Newman, who lives in a California retirement home, was on a nine-day tour of North Korea last month when he was taken off an airplane departing from Pyongyang’s Sunan International Airport by North Korean officials on Oct. 26. He was visiting North Korea through an organized tour arranged by a travel agency from Beijing with a fellow retiree. Both his son, friends and analysts remain puzzled as to why Newman was detained.

Newman’s case was initially kept from the public upon the wishes of the family, the family said. The U.S. State Department issued a new warning against all travel to North Korea by American citizens on Tuesday, saying Pyongyang was “arbitrarily detaining U.S. citizens and not allowing them to depart the country.” This was the first such warning by the U.S. since 1995. Soon after the warning, Newman’s detention was reported through various media outlets and confirmed by his son, Jeff Newman, on CNN.

“North Korea really needs to recognize the dangerous steps it has been taking on many fronts,” Kerry said, adding, “They have other people,” an apparent reference to the Korean-American tour guide Kenneth Bae, who has been detained for the past year. Kerry said the Chinese have been helpful in the issue.

The top U.S. envoy for North Korea indicated Thursday that Pyongyang could improve ties with Washington if it releases the detained Americans.

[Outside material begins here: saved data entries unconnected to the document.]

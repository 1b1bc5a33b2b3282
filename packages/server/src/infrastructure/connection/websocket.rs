//! WebSocket を使った ConnectionManager 実装
//!
//! ## 責務
//!
//! - 接続ごとの writer チャンネル（`PusherChannel`）と terminator の保持
//! - participant のクライアント ID の一意性チェック（セッション単位）
//! - 接続へのフレーム送信（push_to, broadcast）
//!
//! ## 設計ノート
//!
//! WebSocket の生成は UI 層（`ui/handler/websocket.rs`）で行われます。
//! この実装は生成されたチャンネルを受け取り、フレームを積むだけです。
//! 送信はチャンネルへの enqueue なので、ネットワーク I/O を待つことはありません。
//!
//! 接続の集合はセッション ID ごとに分かれており、
//! あるセッションへの配信が別のセッションのロックを取ることはありません。

use std::{collections::HashMap, sync::Arc};

use async_trait::async_trait;
use tokio::sync::{Mutex, RwLock};

use crate::domain::{
    ClientId, Connection, ConnectionId, ConnectionLink, ConnectionManager, ConnectionRequest,
    ConnectionRole, ConnectionState, EvictedConnection, MessagePushError, OutboundFrame,
    RelayError, SessionId, ValueObjectError,
};

/// 登録済みの接続と、そのソケットへのハンドル
#[derive(Debug)]
struct Entry {
    connection: Connection,
    link: ConnectionLink,
}

impl Entry {
    fn send(&self, frame: OutboundFrame) -> Result<(), MessagePushError> {
        self.link
            .sender
            .send(frame)
            .map_err(|e| MessagePushError::PushFailed(e.to_string()))
    }

    fn closed(&self) -> Connection {
        Connection {
            state: ConnectionState::Closed,
            ..self.connection.clone()
        }
    }
}

/// 1 セッション分の接続集合
#[derive(Debug, Default)]
struct SessionConnections {
    /// Key: client_id（セッション内で一意）
    participants: HashMap<ClientId, Entry>,
    /// Key: connection id
    viewers: HashMap<ConnectionId, Entry>,
}

impl SessionConnections {
    fn find(&self, connection: &Connection) -> Option<&Entry> {
        let entry = match (&connection.role, &connection.client_id) {
            (ConnectionRole::Participant, Some(client_id)) => self.participants.get(client_id),
            (ConnectionRole::Viewer, _) => self.viewers.get(&connection.id),
            (ConnectionRole::Participant, None) => None,
        };
        // 同じ client_id でも別の接続（再接続後）なら対象外
        entry.filter(|entry| entry.connection.id == connection.id)
    }

    fn entries(&self) -> impl Iterator<Item = &Entry> {
        self.participants.values().chain(self.viewers.values())
    }
}

type SharedConnections = Arc<Mutex<SessionConnections>>;

/// WebSocket を使った ConnectionManager 実装
#[derive(Default)]
pub struct WebSocketConnectionManager {
    /// Key: session_id, Value: そのセッションに束縛された接続集合
    sessions: RwLock<HashMap<SessionId, SharedConnections>>,
}

impl WebSocketConnectionManager {
    pub fn new() -> Self {
        Self::default()
    }

    async fn connections(&self, session_id: &SessionId) -> Option<SharedConnections> {
        self.sessions.read().await.get(session_id).cloned()
    }

    async fn connections_or_insert(&self, session_id: &SessionId) -> SharedConnections {
        if let Some(existing) = self.connections(session_id).await {
            return existing;
        }
        let mut sessions = self.sessions.write().await;
        sessions.entry(session_id.clone()).or_default().clone()
    }

    async fn snapshot(
        &self,
        session_id: &SessionId,
        select: fn(&SessionConnections) -> Vec<Connection>,
    ) -> Vec<Connection> {
        match self.connections(session_id).await {
            Some(connections) => select(&*connections.lock().await),
            None => Vec::new(),
        }
    }
}

#[async_trait]
impl ConnectionManager for WebSocketConnectionManager {
    async fn register(
        &self,
        request: ConnectionRequest,
        link: ConnectionLink,
    ) -> Result<Connection, RelayError> {
        let shared = self.connections_or_insert(&request.session_id).await;
        let mut connections = shared.lock().await;

        let connection = Connection {
            id: ConnectionId::generate(),
            role: request.role,
            session_id: request.session_id,
            client_id: request.client_id,
            joined_at: request.joined_at,
            state: ConnectionState::Open,
        };

        match connection.role {
            ConnectionRole::Participant => {
                let client_id = connection
                    .client_id
                    .clone()
                    .ok_or(ValueObjectError::Empty("client_id"))?;
                if connections.participants.contains_key(&client_id) {
                    return Err(RelayError::IdentityConflict(client_id.into_string()));
                }
                connections.participants.insert(
                    client_id,
                    Entry {
                        connection: connection.clone(),
                        link,
                    },
                );
            }
            ConnectionRole::Viewer => {
                connections.viewers.insert(
                    connection.id,
                    Entry {
                        connection: connection.clone(),
                        link,
                    },
                );
            }
        }

        tracing::debug!(connection = %connection.label(), "Connection registered");
        Ok(connection)
    }

    async fn unregister(&self, connection: &Connection) -> Option<Connection> {
        let shared = self.connections(&connection.session_id).await?;
        let mut connections = shared.lock().await;

        connections.find(connection)?;
        let removed = match (&connection.role, &connection.client_id) {
            (ConnectionRole::Participant, Some(client_id)) => {
                connections.participants.remove(client_id)
            }
            _ => connections.viewers.remove(&connection.id),
        }?;

        tracing::debug!(connection = %connection.label(), "Connection unregistered");
        Some(removed.closed())
    }

    async fn participants(&self, session_id: &SessionId) -> Vec<Connection> {
        self.snapshot(session_id, |c| {
            let mut list: Vec<Connection> =
                c.participants.values().map(|e| e.connection.clone()).collect();
            list.sort_by(|a, b| a.client_id.cmp(&b.client_id));
            list
        })
        .await
    }

    async fn viewers(&self, session_id: &SessionId) -> Vec<Connection> {
        self.snapshot(session_id, |c| {
            let mut list: Vec<Connection> =
                c.viewers.values().map(|e| e.connection.clone()).collect();
            list.sort_by_key(|c| c.joined_at);
            list
        })
        .await
    }

    async fn push_to(
        &self,
        connection: &Connection,
        frame: OutboundFrame,
    ) -> Result<(), MessagePushError> {
        let not_found = || MessagePushError::ClientNotFound(connection.label());

        let shared = self
            .connections(&connection.session_id)
            .await
            .ok_or_else(not_found)?;
        let connections = shared.lock().await;
        connections.find(connection).ok_or_else(not_found)?.send(frame)
    }

    async fn broadcast(&self, session_id: &SessionId, frame: OutboundFrame) -> Vec<Connection> {
        let Some(shared) = self.connections(session_id).await else {
            return Vec::new();
        };
        let connections = shared.lock().await;

        let mut failed = Vec::new();
        for entry in connections.entries() {
            // ブロードキャストでは一部の送信失敗を許容
            if let Err(e) = entry.send(frame.clone()) {
                tracing::warn!(
                    connection = %entry.connection.label(),
                    "Failed to push frame: {}",
                    e
                );
                failed.push(entry.connection.clone());
            }
        }
        failed
    }

    async fn evict_session(
        &self,
        session_id: &SessionId,
        frame: OutboundFrame,
    ) -> Vec<EvictedConnection> {
        let Some(shared) = self.sessions.write().await.remove(session_id) else {
            return Vec::new();
        };
        let mut connections = shared.lock().await;

        let participants = std::mem::take(&mut connections.participants);
        let viewers = std::mem::take(&mut connections.viewers);
        participants
            .into_values()
            .chain(viewers.into_values())
            .map(|entry| {
                // 受信側が既に閉じていても evict は続行する
                let _ = entry.send(frame.clone());
                EvictedConnection {
                    connection: entry.closed(),
                    terminator: entry.link.terminator,
                }
            })
            .collect()
    }
}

Glyn Davies, the U.S. special representative for North Korea policy, told reporters in Beijing on Thursday in the midst of an Asia tour, “We are calling on North Korea, as in the Kenneth Bae case, to resolve this issue and let our citizens go free.” He did not specifically name Newman.

“North Korea could send a very different signal about its interest in having a different sort of relationship with the United States were it to take that step of releasing our citizens,” Davies told reporters.

“This is a misunderstanding,” Jeff Newman told CNN Thursday, adding that the tour of North Korea had been a “trip of a lifetime” for his father. Newman served as an infantry officer in the Korean War in 1950 to 1953 for three years.

At least six U.S. citizens have been detained by North Korea since 2009.